From high-volume screening colonoscopies to complex ERCP interventions and capsule endoscopy, our GI billing specialists navigate the screening-to-diagnostic conversion rules, polyp removal technique coding, and multi-procedure discounting that define gastroenterology reimbursement.
Gastroenterology billing hinges on precise procedure coding, the critical distinction between screening and diagnostic colonoscopies, and technique-specific polyp removal documentation. A single colonoscopy session can generate multiple CPT codes with strict hierarchy rules — and the screening-to-diagnostic conversion impacts both physician and patient cost-sharing obligations.
Colonoscopy codes (45378-45398) are selected based on what happens during the procedure — diagnostic only, biopsy, polyp removal by snare, hot biopsy forceps, or endoscopic mucosal resection. We ensure the highest-reimbursing applicable code is selected based on documented technique and that multiple intervention codes follow proper hierarchy and add-on rules.
When a screening colonoscopy converts to diagnostic (polyp found and removed), billing must reflect the conversion with proper modifier usage (PT modifier for screening-to-therapeutic). This affects patient cost-sharing under ACA preventive care rules. We apply conversion logic correctly to protect both practice revenue and patient financial obligations.
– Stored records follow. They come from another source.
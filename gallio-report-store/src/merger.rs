// Copyright (c) The gallio-rs Contributors
// SPDX-License-Identifier: MIT OR Apache-2.0

//! Combines independently produced reports into one.

use gallio_report_model::Report;

/// Merges reports from separate execution passes into a single report.
///
/// Inputs are folded left to right: package configurations and test models
/// are unioned, package runs widen the time range and merge statistics, and
/// the merged root adopts every input root's children in input order. Runner
/// log entries are concatenated in input order.
#[derive(Clone, Copy, Debug, Default)]
pub struct ReportMerger;

impl ReportMerger {
    /// Creates a merger.
    pub fn new() -> Self {
        Self
    }

    /// Merges the given reports. Merging no reports yields an empty report.
    pub fn merge<'a>(&self, reports: impl IntoIterator<Item = &'a Report>) -> Report {
        let mut merged = Report::new();
        for report in reports {
            if let Some(config) = &report.test_package_config {
                match merged.test_package_config.as_mut() {
                    Some(existing) => existing.merge_with(config),
                    None => merged.test_package_config = Some(config.clone()),
                }
            }

            if let Some(model) = &report.test_model {
                match merged.test_model.as_mut() {
                    Some(existing) => existing.merge_with(model),
                    None => merged.test_model = Some(model.clone()),
                }
            }

            if let Some(run) = &report.test_package_run {
                match merged.test_package_run.as_mut() {
                    Some(existing) => existing.merge_with(run),
                    None => merged.test_package_run = Some(run.clone()),
                }
            }

            merged
                .log_entries
                .entries
                .extend(report.log_entries.entries.iter().cloned());
        }
        merged
    }
}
EGD codes (43235-43259) cover diagnostic examination, biopsy, dilation, foreign body removal, hemostasis, and ablation. Each intervention has a distinct code, and multiple interventions during the same EGD follow CCI bundling rules. We capture every billable service while maintaining strict compliance with edit logic.
Endoscopic retrograde cholangiopancreatography (ERCP) is among the most complex GI procedures to code. Multiple interventions — sphincterotomy, stone extraction, stent placement, balloon dilation — may occur in a single session. We ensure each distinct intervention is captured with proper CPT codes and that CCI edits are respected for bundled components.
The reimbursement for polyp removal varies dramatically based on technique — cold forceps biopsy (45380), snare polypectomy (45385), hot biopsy forceps (45384), and endoscopic mucosal resection (45390) each have different CPT codes and payment rates. We ensure documentation captures the specific technique used for each polyp to assign the highest-reimbursing accurate code.
GI procedures performed in ASCs vs. hospital outpatient departments have different facility payment methodologies (ASC payment groups vs. APCs). Many GI practices own or have financial interests in ASCs. We manage both professional and facility billing with proper place-of-service coding and ensure facility claims capture all billable supplies and pathology handling.
Our GI billing team processes thousands of endoscopy claims monthly and understands the revenue dynamics of high-volume procedural practices. We optimize every step from pre-procedure scheduling through pathology result integration and patient balance collection.
Our team codes across the full GI CPT range:
We verify benefits, confirm screening vs. diagnostic indication, obtain prior authorizations when required, check colonoscopy interval eligibility for screening patients, and ensure prep instructions are consistent with the documented indication to prevent claim-documentation mismatches.
Our coders review endoscopy reports within hours of the procedure, assign CPT codes based on documented findings and interventions, select appropriate ICD-10 codes reflecting findings (or screening diagnosis when no pathology is found), and apply modifiers for laterality, screening conversion, and distinct services.
Claims are scrubbed, edited, and submitted electronically on the same day as the procedure for maximum cash flow. We coordinate professional and facility claims for ASC-based procedures and ensure pathology billing aligns with the endoscopist's specimen documentation.
We manage the unique denial patterns in GI billing — screening interval disputes, medical necessity for surveillance colonoscopy, anesthesia denials, and multi-procedure reductions. Patient billing accurately reflects screening cost-sharing protections and clearly communicates any balance due from diagnostic conversions.
Gastroenterology billing involves sensitive procedure data, pathology results, and screening history that must be protected rigorously. Our operations are governed by HIPAA, ISO 27001, and HITRUST security frameworks to ensure your practice and patient data remain secure throughout the revenue cycle.
All endoscopy reports, pathology results, and patient billing data are processed within encrypted, access-controlled systems. Our team operates under strict business associate agreements and undergoes annual compliance training specific to GI practice workflows.
We conduct quarterly coding audits focused on colonoscopy technique documentation, screening-vs-diagnostic accuracy, and multi-procedure compliance. Results identify documentation improvement opportunities and ensure your practice maintains audit-ready coding patterns.